Nosratollah Rassekh, educator, was among early Persian Bahá’ís in U.S.

Nosratollah Rassekh

Nosratollah “Nas” Rassekh, a Bahá’í scholar, author and translator, for many years professor and chairman of the department of history at Lewis and Clark College, was part of a groundbreaking contingent of nine young Iranian men who came to study in the United States in 1944.

He passed away September 7, 2014, at age 89 in Portland, Oregon, whose Spiritual Assembly he had served for half a century.

A message on behalf of the Universal House of Justice to his family states in part: “His long life of steadfast service to the Cause, including his contributions to the field of Bahá’í scholarship and his distinguished career as an educator, is recalled with deep admiration.”

The National Spiritual Assembly, in its own message of tribute, recalls his service as “an able presenter and panelist at public events and at conferences, … his election and conscientious exertions over the course of many years as a delegate to National Convention, his appointed services on several important national committees and advisory boards, and his continuing efforts to explicate the Bahá’í teachings, enriching the Faith’s growing literature with some seven articles published in the pages of World Order magazine between the years 1967–82.”

Nas was born in 1924 in Tehran, one of eight children of Ahmad and Fatemeh Rassekh, a distinguished Bahá’í family whose branches reach around the world.

Two decades later he was one of nine young Bahá’í men dispatched from Iran with Shoghi Effendi’s permission to study in the United States, a contingent that proved the vanguard of larger numbers of Iranian believers integrating over the years into the U.S. Bahá’í community.

Enrolling in Stanford University in California, he earned bachelor’s and master’s degrees there and began his career as an educator in Sedona, Arizona. While working on his doctorate focusing on American intellectual history, he taught at Stanford for four years.

He brought up four children from his first marriage in 1954 to Valerie Latham, and three children joined the blended family thanks to his 1979 marriage to Mona Bashir-Elahi.

During the mid-1950s Nas served the Bahá’í Faith on the national Youth Committee and College Bureau. Over the years he gave public talks and participated in panels and broadcast interviews on various topics illuminating the Bahá’í teachings and history, often in relation to those of Christianity and other religions.

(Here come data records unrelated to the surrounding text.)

//! Pull-based reader for chat-completions SSE streams.
//!
//! The wire stream looks like:
//!
//! ```text
//! data: {"choices":[{"delta":{"role":"assistant","content":""}}]}
//! data: {"choices":[{"delta":{"content":"Hello"}}]}
//! data: [DONE]
//! ```
//!
//! Only `data:` lines are read. Each chunk whose first choice carries
//! `delta.content` becomes one fragment.

use futures::stream::{self, BoxStream, Stream, StreamExt};
use log::{debug, info, warn};
use serde::Deserialize;

use super::provider::ProviderError;

#[derive(Deserialize, Debug)]
struct ChunkEvent {
    #[serde(default)]
    choices: Vec<ChunkChoice>,
}

#[derive(Deserialize, Debug)]
struct ChunkChoice {
    #[serde(default)]
    delta: ChunkDelta,
}

#[derive(Deserialize, Debug, Default)]
struct ChunkDelta {
    content: Option<String>,
}

/// What a single SSE line means for the consumer.
#[derive(Debug, PartialEq)]
enum LineEvent {
    Fragment(String),
    Done,
    Skip,
}

fn parse_line(line: &str) -> Result<LineEvent, ProviderError> {
    let line = line.trim();
    let Some(data) = line.strip_prefix("data:") else {
        // Comments, `event:` and `id:` lines, blank separators
        return Ok(LineEvent::Skip);
    };
    let data = data.trim_start();

    if data == "[DONE]" {
        return Ok(LineEvent::Done);
    }

    let event: ChunkEvent = serde_json::from_str(data)
        .map_err(|e| ProviderError::Parse(format!("bad stream chunk: {e}")))?;

    Ok(event
        .choices
        .into_iter()
        .next()
        .and_then(|choice| choice.delta.content)
        .map(LineEvent::Fragment)
        .unwrap_or(LineEvent::Skip))
}

/// A lazy, finite, non-restartable sequence of reply fragments.
///
/// Fragments are produced only as the consumer pulls them. Nothing is
/// reassembled here; use [`CompletionStream::collect_text`] to join them.
pub struct CompletionStream {
    body: BoxStream<'static, Result<Vec<u8>, ProviderError>>,
    // Raw bytes; a UTF-8 sequence may be split across transport chunks.
    buffer: Vec<u8>,
    body_done: bool,
    finished: bool,
    fragments: usize,
}

impl CompletionStream {
    /// Wraps a raw SSE body.
    pub fn new<S>(body: S) -> Self
    where
        S: Stream<Item = Result<Vec<u8>, ProviderError>> + Send + 'static,
    {
        Self {
            body: body.boxed(),
            buffer: Vec::new(),
            body_done: false,
            finished: false,
            fragments: 0,
        }
    }

    pub(crate) fn from_response(response: reqwest::Response) -> Self {
        Self::new(response.bytes_stream().map(|chunk| {
            chunk
                .map(|bytes| bytes.to_vec())
                .map_err(|e| ProviderError::Network(e.to_string()))
        }))
    }

    /// Number of fragments handed out so far.
    pub fn fragments_yielded(&self) -> usize {
        self.fragments
    }

    /// Pulls the next fragment. `None` once the stream has ended; stays `None`.
    pub async fn next_fragment(&mut self) -> Option<Result<String, ProviderError>> {
        loop {
            if self.finished {
                return None;
            }

            if let Some(line) = self.take_line() {
                match line.and_then(|line| parse_line(&line)) {
                    Ok(LineEvent::Fragment(text)) => {
                        self.fragments += 1;
                        return Some(Ok(text));
                    }
                    Ok(LineEvent::Done) => {
                        debug!("Received [DONE] marker");
                        self.finish();
                        return None;
                    }
                    Ok(LineEvent::Skip) => continue,
                    Err(e) => {
                        warn!("Stream chunk could not be parsed: {}", e);
                        self.finished = true;
                        return Some(Err(e));
                    }
                }
            }

            if self.body_done {
                self.finish();
                return None;
            }

            match self.body.next().await {
                Some(Ok(chunk)) => {
                    debug!("Raw chunk received: {} bytes", chunk.len());
                    self.buffer.extend_from_slice(&chunk);
                }
                Some(Err(e)) => {
                    warn!("Stream transport failed: {}", e);
                    self.finished = true;
                    return Some(Err(e));
                }
                None => self.body_done = true,
            }
        }
    }

    /// Drains the stream and joins every fragment.
    pub async fn collect_text(mut self) -> Result<String, ProviderError> {
        let mut text = String::new();
        while let Some(fragment) = self.next_fragment().await {
            text.push_str(&fragment?);
        }
        Ok(text)
    }

    /// Adapts this reader into a [`futures::Stream`].
    pub fn into_stream(self) -> impl Stream<Item = Result<String, ProviderError>> + Send {
        stream::unfold(self, |mut reader| async move {
            reader.next_fragment().await.map(|item| (item, reader))
        })
    }

    /// Takes the next complete line from the buffer. After the body has ended,
    /// a trailing line without a newline is returned too.
    fn take_line(&mut self) -> Option<Result<String, ProviderError>> {
        let bytes = if let Some(pos) = self.buffer.iter().position(|&b| b == b'\n') {
            let mut line: Vec<u8> = self.buffer.drain(..=pos).collect();
            line.pop();
            line
        } else if self.body_done && !self.buffer.is_empty() {
            std::mem::take(&mut self.buffer)
        } else {
            return None;
        };
        Some(
            String::from_utf8(bytes)
                .map_err(|e| ProviderError::Parse(format!("stream line is not UTF-8: {e}"))),
        )
    }

    fn finish(&mut self) {
        if !self.finished {
            info!("Stream ended: {} fragments", self.fragments);
        }
        self.finished = true;
    }
}
impl ProviderConfig {
    /// Resolves `kind` + `model_name` against the process environment only.
    pub fn from_env(kind: ProviderKind, model_name: impl Into<String>) -> Result<Self, ConfigError> {
        let overrides = ConfigOverrides {
            provider: Some(kind),
            model_name: Some(model_name.into()),
            ..Default::default()
        };
        Self::resolve_with(&FileConfig::default(), overrides, &ProcessEnv)
    }

    /// Collapses overrides → env → config file → defaults.
    ///
    /// A missing API key is not an error; the provider reports it when a
    /// request is attempted.
    pub fn resolve_with(
        file: &FileConfig,
        overrides: ConfigOverrides,
        env: &impl EnvSource,
    ) -> Result<Self, ConfigError> {
        // Provider: explicit → env → config → default
        let provider = match overrides.provider {
            Some(kind) => kind,
            None => match env
                .var(PROVIDER_ENV)
                .or_else(|| file.general.default_provider.clone())
            {
                Some(name) => {
                    ProviderKind::parse(&name).ok_or(ConfigError::UnknownProvider(name))?
                }
                None => ProviderKind::default(),
            },
        };

        // Model: explicit → env → config → per-provider default
        let model_name = overrides
            .model_name
            .or_else(|| env.var(MODEL_ENV))
            .or_else(|| file.general.default_model.clone())
            .or_else(|| provider.default_model().map(str::to_string))
            .ok_or(ConfigError::MissingModel(provider))?;

        let section = file.section(provider);

        // API key: explicit → env → config. May stay empty (local providers).
        let api_key = overrides
            .api_key
            .or_else(|| provider.api_key_env().and_then(|name| env.var(name)))
            .or_else(|| section.api_key.clone());

        // Base URL: explicit → env → config → static default
        let base_url = overrides
            .base_url
            .or_else(|| env.var(provider.base_url_env()))
            .or_else(|| section.base_url.clone())
            .unwrap_or_else(|| provider.default_base_url().to_string());

        let temperature = overrides
            .temperature
            .or(file.general.temperature)
            .unwrap_or(DEFAULT_TEMPERATURE);
        if !(0.0..=1.0).contains(&temperature) {
            return Err(ConfigError::InvalidTemperature(temperature));
        }

        let max_tokens = overrides
            .max_tokens
            .or(file.general.max_tokens)
            .unwrap_or(DEFAULT_MAX_TOKENS);
        if max_tokens == 0 {
            return Err(ConfigError::InvalidMaxTokens);
        }

        if api_key.is_none() {
            debug!("No API key resolved for provider {}", provider);
        }

        Ok(Self {
            provider,
            model_name,
            api_key,
            base_url,
            temperature,
            max_tokens,
        })
    }

    pub fn provider(&self) -> ProviderKind {
        self.provider
    }

    pub fn model_name(&self) -> &str {
        &self.model_name
    }

    pub fn api_key(&self) -> Option<&str> {
        self.api_key.as_deref()
    }

    pub fn base_url(&self) -> &str {
        &self.base_url
    }

    pub fn temperature(&self) -> f64 {
        self.temperature
    }

    pub fn max_tokens(&self) -> u32 {
        self.max_tokens
    }
}

impl fmt::Debug for ProviderConfig {
    fn fmt(&self, f: &mut fmt::Formatter<'_>) -> fmt::Result {
        f.debug_struct("ProviderConfig")
            .field("provider", &self.provider)
            .field("model_name", &self.model_name)
            .field("api_key", &self.api_key.as_ref().map(|_| "<redacted>"))
            .field("base_url", &self.base_url)
            .field("temperature", &self.temperature)
            .field("max_tokens", &self.max_tokens)
            .finish()
    }
}
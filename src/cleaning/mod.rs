//! Rule-based corrections and automatic plausibility checks.
//!
//! Corrections are expert rules keyed by site, inclusive date range and
//! metric. They run strictly in list order, so a later rule sees the
//! effect of every earlier one. QC runs after the raw-stage corrections.

pub mod qc;
pub mod rules;

pub use qc::{QcConfig, QcReport, apply_qc, dedupe};
pub use rules::{
    Action, Correctable, Correction, CorrectionOutcome, Stage, apply_corrections,
    load_corrections,
};
//! Turning a formula and a set of observations into a design matrix.
//!
//! The [`DesignSpec`] records everything learned from the training rows
//! (factor levels, covariate means and ranges, spline bases) so the same
//! columns can be rebuilt later for prediction and marginal means, after
//! the model has been cached to disk.

use anyhow::{Result, bail};
use nalgebra::{DMatrix, DVector};
use serde::{Deserialize, Serialize};
use std::cmp::Ordering;
use std::collections::{BTreeSet, HashMap};
use tracing::debug;

use super::basis::SplineBasis;
use super::formula::{BasisKind, Formula, SmoothSpec, Term, Transform, Variable};
use super::frame::{Cell, Observation};

/// One factor of an interaction column group.
#[derive(Debug, Clone, PartialEq, Serialize, Deserialize)]
pub enum Part {
    Numeric { var: Variable, mean: f64 },
    Factor { var: Variable, levels: Vec<String> },
}

/// A group of adjacent design columns produced by one formula term.
#[derive(Debug, Clone, PartialEq, Serialize, Deserialize)]
pub enum Block {
    Intercept,
    Numeric {
        var: Variable,
        mean: f64,
        min: f64,
        max: f64,
    },
    /// Treatment contrasts: one column per non-reference level.
    Factor { var: Variable, levels: Vec<String> },
    Interaction { parts: Vec<Part> },
    Spline {
        spec: SmoothSpec,
        basis: SplineBasis,
        mean: f64,
    },
    /// One ridge-penalized indicator column per level.
    RandomEffect { spec: SmoothSpec, levels: Vec<String> },
}

impl Block {
    pub fn width(&self) -> usize {
        match self {
            Block::Intercept | Block::Numeric { .. } => 1,
            Block::Factor { levels, .. } => levels.len() - 1,
            Block::Interaction { parts } => parts.iter().map(part_width).product(),
            Block::Spline { basis, .. } => basis.dim(),
            Block::RandomEffect { levels, .. } => levels.len(),
        }
    }

    /// Term label as it appears in summaries.
    pub fn label(&self) -> String {
        match self {
            Block::Intercept => "(Intercept)".to_string(),
            Block::Numeric { var, .. } | Block::Factor { var, .. } => var.to_string(),
            Block::Interaction { parts } => parts
                .iter()
                .map(|p| match p {
                    Part::Numeric { var, .. } | Part::Factor { var, .. } => var.to_string(),
                })
                .collect::<Vec<_>>()
                .join(":"),
            Block::Spline { spec, .. } | Block::RandomEffect { spec, .. } => {
                format!("s({})", spec.var)
            }
        }
    }

    pub fn is_smooth(&self) -> bool {
        matches!(self, Block::Spline { .. } | Block::RandomEffect { .. })
    }

    fn column_names(&self) -> Vec<String> {
        match self {
            Block::Intercept => vec!["(Intercept)".to_string()],
            Block::Numeric { var, .. } => vec![var.to_string()],
            Block::Factor { var, levels } => levels[1..]
                .iter()
                .map(|l| format!("{}{}", var, l))
                .collect(),
            Block::Interaction { parts } => {
                let mut names = vec![String::new()];
                for part in parts {
                    let piece: Vec<String> = match part {
                        Part::Numeric { var, .. } => vec![var.to_string()],
                        Part::Factor { var, levels } => levels[1..]
                            .iter()
                            .map(|l| format!("{}{}", var, l))
                            .collect(),
                    };
                    names = names
                        .iter()
                        .flat_map(|prefix| {
                            piece.iter().map(move |p| {
                                if prefix.is_empty() {
                                    p.clone()
                                } else {
                                    format!("{}:{}", prefix, p)
                                }
                            })
                        })
                        .collect();
                }
                names
            }
            Block::Spline { spec, basis, .. } => (1..=basis.dim())
                .map(|i| format!("s({}).{}", spec.var, i))
                .collect(),
            Block::RandomEffect { spec, levels } => levels
                .iter()
                .map(|l| format!("s({}).{}", spec.var, l))
                .collect(),
        }
    }
}
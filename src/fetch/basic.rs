use super::client::HttpClient;
use async_trait::async_trait;

/// Plain `reqwest` client for public data portals.
pub struct BasicClient(reqwest::Client);

impl BasicClient {
    pub fn new() -> Self {
        Self(reqwest::Client::new())
    }
}

impl Default for BasicClient {
    fn default() -> Self {
        Self::new()
    }
}

#[async_trait]
impl HttpClient for BasicClient {
    async fn execute(&self, req: reqwest::Request) -> reqwest::Result<reqwest::Response> {
        self.0.execute(req).await
    }
}
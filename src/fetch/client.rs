use async_trait::async_trait;
use reqwest::{Request, Response};

/// Anything that can execute a request for an input file.
#[async_trait]
pub trait HttpClient: Send + Sync {
    async fn execute(&self, req: Request) -> reqwest::Result<Response>;
}
//! Derived covariates for the daily table: joins, log transforms, the
//! cross-site flow index, antecedent precipitation, exceedance indicators
//! and calendar terms.

pub mod calendar;
pub mod flow;
pub mod indicators;
pub mod precip;

pub use indicators::ChlorideLevel;

use serde::{Deserialize, Serialize};
use std::collections::HashMap;
use tracing::{info, warn};

use crate::model::{DailyRecord, SiteInfo, WeatherDay};

#[derive(Debug, Clone, PartialEq, Serialize, Deserialize)]
#[serde(default)]
pub struct DeriveConfig {
    /// Site whose log depth serves as the watershed-wide flow index.
    pub reference_site: Option<String>,
    /// Added to depth before taking logs so zero stage stays finite.
    pub depth_offset_m: f64,
    pub antecedent_days: usize,
    pub antecedent_decay: f64,
    pub do_threshold_mg_l: f64,
    pub chloride_chronic_mg_l: f64,
    pub chloride_acute_mg_l: f64,
}

impl Default for DeriveConfig {
    fn default() -> Self {
        DeriveConfig {
            reference_site: None,
            depth_offset_m: 0.01,
            antecedent_days: 7,
            antecedent_decay: 0.5,
            do_threshold_mg_l: 5.0,
            chloride_chronic_mg_l: 230.0,
            chloride_acute_mg_l: 860.0,
        }
    }
}

/// Attaches weather to each row by date.
pub fn join_weather(rows: &mut [DailyRecord], weather: &[WeatherDay]) {
    let by_date: HashMap<_, _> = weather.iter().map(|w| (w.date, w)).collect();
    let mut unmatched = 0usize;
    for row in rows.iter_mut() {
        match by_date.get(&row.date) {
            Some(w) => {
                row.precip_mm = w.precip_mm;
                row.air_temp_max_c = w.air_temp_max_c;
            }
            None => unmatched += 1,
        }
    }
    if unmatched > 0 {
        warn!(unmatched, "Daily rows without a weather record");
    }
}

/// Attaches impervious cover to each row by site.
pub fn join_sites(rows: &mut [DailyRecord], sites: &[SiteInfo]) {
    let by_site: HashMap<_, _> = sites.iter().map(|s| (s.site.as_str(), s)).collect();
    for row in rows.iter_mut() {
        row.impervious_pct = by_site.get(row.site.as_str()).and_then(|s| s.impervious_pct);
    }
}

/// Log transforms of chloride and depth.
pub fn log_transforms(rows: &mut [DailyRecord], depth_offset_m: f64) {
    for row in rows.iter_mut() {
        row.log_chloride = row.chloride_mg_l.filter(|c| *c > 0.0).map(f64::ln);
        row.log_depth = row
            .depth_m
            .map(|d| d + depth_offset_m)
            .filter(|d| *d > 0.0)
            .map(f64::ln);
    }
}

/// Runs every derivation step over the daily table, in dependency order.
#[tracing::instrument(skip_all, fields(rows = rows.len()))]
pub fn derive_all(
    rows: &mut [DailyRecord],
    weather: &[WeatherDay],
    sites: &[SiteInfo],
    cfg: &DeriveConfig,
) {
    join_weather(rows, weather);
    join_sites(rows, sites);
    log_transforms(rows, cfg.depth_offset_m);

    match &cfg.reference_site {
        Some(site) => flow::attach_flow_index(rows, site),
        None => warn!("No reference site configured, flow index left empty"),
    }

    precip::attach_precip_windows(rows, weather, cfg.antecedent_days, cfg.antecedent_decay);
    indicators::attach_indicators(rows, cfg);
    calendar::attach_calendar(rows);

    info!("Derived covariates attached");
}
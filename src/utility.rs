/// Arithmetic mean of the present values. `None` when nothing is present.
pub fn mean_present(values: impl IntoIterator<Item = Option<f64>>) -> Option<f64> {
    let (sum, n) = values
        .into_iter()
        .flatten()
        .fold((0.0, 0usize), |(s, n), v| (s + v, n + 1));
    if n == 0 { None } else { Some(sum / n as f64) }
}

/// Computes the arithmetic mean of a slice of values. Returns 0.0 for empty input.
pub fn mean(values: &[f64]) -> f64 {
    if values.is_empty() {
        return 0.0;
    }
    values.iter().sum::<f64>() / values.len() as f64
}

/// Sample standard deviation (n - 1 denominator) given a pre-computed mean.
/// Returns 0.0 for fewer than two values.
pub fn stddev(values: &[f64], mean: f64) -> f64 {
    if values.len() < 2 {
        return 0.0;
    }
    let variance =
        values.iter().map(|v| (v - mean).powi(2)).sum::<f64>() / (values.len() - 1) as f64;

    variance.sqrt()
}

#[cfg(test)]
mod tests {
    use super::*;

    #[test]
    fn test_mean_present_skips_missing() {
        assert_eq!(mean_present([Some(1.0), None, Some(3.0)]), Some(2.0));
        assert_eq!(mean_present([None, None]), None);
    }

    #[test]
    fn test_mean_and_stddev() {
        let v = [2.0, 4.0, 4.0, 4.0, 5.0, 5.0, 7.0, 9.0];
        let m = mean(&v);
        assert_eq!(m, 5.0);
        assert!((stddev(&v, m) - 2.138089935).abs() < 1e-6);
        assert_eq!(stddev(&[1.0], 1.0), 0.0);
        assert_eq!(mean(&[]), 0.0);
    }
}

In 1960, soon after earning his doctorate, he moved to Portland and joined the Lewis and Clark faculty. He worked to broaden its offerings in several ways: spearheading overseas study programs, developing courses on Middle Eastern history and politics in addition to his mainstay of U.S. history, supporting fellow faculty in creating courses on African-American and women’s history, and more.

Topics of his scholarly writings included interethnic relations in the United States; progressive revelation; and the first 138 years of Christianity, of Islam, and of the Bahá'í Faith, and the development of society in those respective periods.

“Colleagues wrote that ‘Nas is remembered by his gentle and kind spirit’ and his ‘delightful sense of humor often expressed in the form of engaging stories,’” according to a remembrance posted on the Lewis and Clark College website.

During his years in Oregon he continued to make frequent Bahá’í-oriented presentations at schools and conferences, and was for a time a member of the Advisory Board for Bosch Bahá’í School in Santa Cruz, California. He was elected more than a dozen times to attend the Bahá’í National Convention as a delegate.

His lifelong work, not only in academics but also toward increasing understanding of Middle Eastern history and culture, was recognized in 2004 when he was named as one of five Most Honored Elders in Portland’s Asian community.

Nas Rassekh is survived by his wife of 35 years, Mona; six children, Paree, Susan, William, Martha, Mitra and Sam; a sister, Bahereh; two brothers, Ataollah and Shapour; and seven grandchildren. He was preceded in death in 2011 by one child, Michael.